ファイザーは2030年の売り上げ予想を提示している。その内容は根拠のない絵空事にはなっておらず、ほぼ近似値で達成できる見込みがありそうだ。さらに、2030年までの間に更なる買収を掛けてくる可能性も否定できず、業績の上振れすら予想できる。一方、競合他社の多くは2030年までに主力製品の多くが特許切れになってしまう。ファイザーは、そういった状況をしり目に投資家からの評価を得られる可能性も否定はできない。

5.株価は今後の株主還元次第

 現時点のファイザーは、増配幅を1セントに抑えているだけでなく、自社株買いも行っていない。そのため株価はアナリストからの評価にだけ依存をしている。これが冴えない株価で利回り4~5%の高配当株に成り下がっている理由である。事業内容と株価をリンク付けるには、一定数の自社株買いをして銘柄の投資環境を良くする必要がある。このため、シージェンを買収し、新規パイプラインに一区切りがつけば経営環境も安定的に推移することが期待できるので、積極的な株主還元に舵を切ることを期待したい。

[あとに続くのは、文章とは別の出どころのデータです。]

use std::path::PathBuf;

use thiserror::Error;

use crate::kind::TableKind;

#[derive(Debug, Error)]
pub enum LoadError {
    #[error("cannot read {path}: {source}")]
    Io {
        path: PathBuf,
        #[source]
        source: std::io::Error,
    },
    #[error("cannot parse {path}: {message}")]
    Parse { path: PathBuf, message: String },
    #[error("{path}: unsupported file type (expected .csv, .tsv, .txt, .xlsx, .xls, .xlsb or .ods)")]
    UnsupportedFormat { path: PathBuf },
    #[error("{path}: expected {expected} table, found {found}")]
    WrongKind {
        path: PathBuf,
        expected: TableKind,
        found: String,
    },
    #[error("{path}: {kind} table is missing columns: {}", missing.join(", "))]
    MissingColumns {
        path: PathBuf,
        kind: TableKind,
        missing: Vec<String>,
    },
    #[error("csv write error: {0}")]
    Write(#[from] csv::Error),
}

逆なことを言うと、ファイザーの経営幹部が意識的にそのような方向に誘導していかない限り、ファイザーの株価は30~40ドル台で一進一退を続けていくことになる。とはいえ、長期的な視点で見れば、30ドルを切ることは間違いなく安値で放置されていると言えなくもない。たとえこの判断が間違ったとしても、利回り5%で減配懸念のない銘柄であること、少額だろうと確実に増配をしてくれることを考慮すると、優良な配当貴族銘柄であり続けられるであろう。